America is simply addicted - Morality aside, immigration policy has practical consequences
By Ron Grossman
Copyright © 2010, Chicago Tribune
August 15, 2010
http://www.chicagotribune.com/news/ct-oped-0815-immigration-20100815,0,2670789.story
Seldom have two little words so distorted a red-hot political issue as during the current debate over immigration reform.
Each side hears something totally different in the phrase. Those who support the undocumented (their lingo), define reform as granting citizenship to illegals (their opponents' preferred term). This side uses the word reform as a synonym for a pardon — a collective reprieve for those who slipped across a border or overstayed a tourist visa.
The other side thinks of reform as the imperative form of a verb — as in: Kick them out! Partisans of that viewpoint want illegal immigrants rounded up and shipped back to where they came from. Their anger was fueled when the federal government recently went into court to oppose Arizona's new law requiring law enforcement officials to check out anyone they think is not here legally. Federal attorneys feared the Department of Homeland Security would be swamped with calls from the Arizona cops. Enforcing the law costs too much paperwork, the feds argued.
Both the tender-hearted and tough-minded positions are moral arguments: The tender-hearted ask how can we be so cold-hearted to deport families who've lived here for years? The tough-minded wonder aren't citizens owed a government that holds everybody to the same rules?
Yet our immigration problem isn't a matter of morality but practicality. Essentially, it's not about them but us.
We're addicted to immigrants.
Next time you're out to dinner, look at who picks the dirty dishes off your table. Listen to a cab driver as the guttural sounds of Chicago street names — like Kostner or Komensky — are vocally massaged by the musical tones of Arabic or the languages of South and East Asia.
We depend upon immigrants to cut our lawns, tend our children, harvest our crops, work in our factories, clean our offices. When the economy was booming we hardly gave a thought to their immigration status. We scarcely noticed that immigrants staff our hospitals and the research labs that dream up our newest cell phones.
When it comes to versatility, a lot of celebrity chefs couldn't hold a toque to the Mexican cooks in restaurants serving Polish and French fare, indeed the whole rainbow of ethnic foods that makes Chicago a wonderful place to dine. Perhaps never before in culinary history has one group mastered so many other peoples' cuisines.
If America is a melting pot, immigrants stir it. I regularly get wonton soup and pot stickers from a Chinese restaurant run by an Iranian immigrant.
That entrepreneurial spirit is apparent n newcomers' neighborhoods. Some older business streets now look shopworn, their customers lost to franchises and shopping malls. But there is scarcely an empty storefront on 26th Street, where the merchants are largely Mexican, and Devon and Lawrence avenues are mélanges of Middle Eastern and Asian businesses. The famed Protestant work ethic might well be renamed the immigrant work ethic.

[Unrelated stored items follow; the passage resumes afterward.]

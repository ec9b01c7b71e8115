//! Integer and double constants.
//!
//! Literals are kept as their source text; turning them into values is
//! left to a later phase.

use lexc_util::{DiagnosticCode, Position, Span};

use super::core::describe;
use super::start::is_accepted_in_start;
use super::state::State;
use crate::classify::is_number;
use crate::cursor::CharSource;
use crate::token::TokenKind;
use crate::Scanner;

const FRACTION_HELP: &str = "a digit is required after the decimal point";

impl<S: CharSource> Scanner<S> {
    /// Handles a character while reading integer digits.
    pub(super) fn scan_integer(&mut self, c: char) {
        if is_number(c) {
            self.lexeme.push(c);
        } else if c == '.' {
            self.lexeme.push(c);
            self.state = State::FractionStart;
        } else {
            self.unread();
            self.finish_number(TokenKind::IntegerConstant);
        }
    }

    /// Handles the character right after a decimal point.
    ///
    /// A non-digit abandons the literal: the partial lexeme is dropped and
    /// the scanner returns to `Start`. The character is pushed back only if
    /// `Start` can use it; otherwise it is consumed here, so it is reported
    /// once.
    pub(super) fn scan_fraction_start(&mut self, c: char, at: Position) {
        if is_number(c) {
            self.lexeme.push(c);
            self.state = State::InFraction;
            return;
        }

        self.report(
            DiagnosticCode::E_LEXER_INVALID_NUMBER,
            Span::char_at(at, c),
            format!("unexpected '{}'", describe(c)),
            Some(FRACTION_HELP),
        );
        self.reset();
        if is_accepted_in_start(c) {
            self.unread();
        }
    }

    /// Handles a character while reading fraction digits.
    pub(super) fn scan_fraction(&mut self, c: char) {
        if is_number(c) {
            self.lexeme.push(c);
        } else {
            self.unread();
            self.finish_number(TokenKind::DoubleConstant);
        }
    }

    /// Emits the pending numeric lexeme as `kind`.
    pub(super) fn finish_number(&mut self, kind: TokenKind) {
        self.emit_pending(kind);
    }

    /// Reports input ending right after a decimal point.
    pub(super) fn finish_fraction_start(&mut self) {
        let at = self.position();
        self.report(
            DiagnosticCode::E_LEXER_INVALID_NUMBER,
            Span::new(at.offset, at.offset, at.line, at.column),
            "unexpected end of input".to_owned(),
            Some(FRACTION_HELP),
        );
    }
}
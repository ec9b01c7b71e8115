//! Source files loaded from disk or built in memory.
//!
//! A [`SourceFile`] keeps the text together with precomputed line start
//! offsets so diagnostics can quote the offending line.

use std::path::Path;

use crate::error::{SourceError, SourceResult};

/// A source file with its content and metadata
///
/// # Examples
///
/// ```
/// use lexc_util::span::SourceFile;
///
/// let file = SourceFile::new("main.lx", "x = 1\ny = 2");
/// assert_eq!(file.name(), "main.lx");
/// assert_eq!(file.line_count(), 2);
/// assert_eq!(file.line_at(2), Some("y = 2"));
/// ```
#[derive(Clone, Debug)]
pub struct SourceFile {
    /// File name (path or display name)
    name: String,
    /// File content
    content: String,
    /// Precomputed line start offsets
    line_starts: Vec<usize>,
}

impl SourceFile {
    /// Create a new source file from in-memory text.
    pub fn new(name: impl Into<String>, content: impl Into<String>) -> Self {
        let content = content.into();
        let line_starts = Self::line_starts(&content);
        Self {
            name: name.into(),
            content,
            line_starts,
        }
    }

    /// Read a source file from disk.
    ///
    /// The whole file is read up front; the scanner needs the complete input
    /// before it starts.
    ///
    /// # Errors
    ///
    /// Returns [`SourceError::Io`] if the file cannot be read and
    /// [`SourceError::InvalidUtf8`] if its bytes are not UTF-8.
    pub fn load(path: &Path) -> SourceResult<Self> {
        let bytes = std::fs::read(path).map_err(|source| SourceError::Io {
            path: path.to_path_buf(),
            source,
        })?;

        let content = String::from_utf8(bytes).map_err(|e| SourceError::InvalidUtf8 {
            path: path.to_path_buf(),
            offset: e.utf8_error().valid_up_to(),
        })?;

        Ok(Self::new(path.display().to_string(), content))
    }

    /// Compute line start offsets from content
    fn line_starts(content: &str) -> Vec<usize> {
        let mut line_starts = vec![0];
        line_starts.extend(
            content
                .char_indices()
                .filter(|&(_, ch)| ch == '\n')
                .map(|(i, _)| i + 1),
        );
        line_starts
    }

    /// Get the file name
    #[inline]
    pub fn name(&self) -> &str {
        &self.name
    }

    /// Get the file content
    #[inline]
    pub fn content(&self) -> &str {
        &self.content
    }

    /// Get the total number of lines
    #[inline]
    pub fn line_count(&self) -> usize {
        self.line_starts.len()
    }

    /// Get the text of a line (1-based), without its line terminator.
    ///
    /// Returns `None` if the line number is out of bounds.
    pub fn line_at(&self, line: usize) -> Option<&str> {
        let index = line.checked_sub(1)?;
        let start = *self.line_starts.get(index)?;
        let end = self
            .line_starts
            .get(index + 1)
            .copied()
            .unwrap_or(self.content.len());

        let text = &self.content[start..end];
        let text = text.strip_suffix('\n').unwrap_or(text);
        Some(text.strip_suffix('\r').unwrap_or(text))
    }
}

Our dependence upon immigrants began long before the tide of new arrivals from south of the Rio Grande that inflamed current political debate. America is a huge country and began as a thinly populated one. Once its economy took off, the U.S. perennially had more jobs than workers. So Europeans — Irish, Poles, Germans, Italians, Greeks, Slavs and Jews — were induced to come here by tales of a country where anyone willing to work could.
Many of those earlier arrivals sent their offspring to college, or saw them established in higher-paying trades. As each immigrant group moved up the social ladder, we've needed another one to start the cycle anew.
Our immigration dilemma doesn't ultimately stem from some newcomers' lack of papers. In the 19th and early 20th centuries, many immigrants didn't have them. Visas weren't required until the 1920s — when, just as now, some Americans loudly worried that the country was being overrun by immigrants. Quotas were set on how many we would accept from various countries. Interestingly, Mexicans were exempt from those limits, given a free pass to come as they pleased.
But that was then and this is now — a time of seemingly intractable unemployment. Pollsters report that about 60 percent of Americans favor Arizona's Draconian law. That indicates those who are unemployed, or live in fear of layoffs, think jobs should be reserved for citizens.
The most vocally touted remedies for the problem rest upon unspoken assumptions no bookie would bet on. Liberals suggest that a blanket gift of citizenship to immigrants will close the flood gates. But is it reasonable to think that in an impoverished village in Latin America or Asia, people will say: "The Americans have been so generous to our countrymen, it would be wrong for us to violate their immigration regulations"?
Conservatives assume deporting illegal immigrants will provide citizens work — in jobs that native-born Americans long have disdained. But what if that premise is wrong? Consider this scenario: You're at a fancy restaurant and the waiter is reciting a list of mouthwatering specials. "And we offer a complimentary bottle of wine," he says, "for diners who volunteer to stay afterward and scrub the pots and pans."
Ron Grossman is a Tribune reporter and former history professor.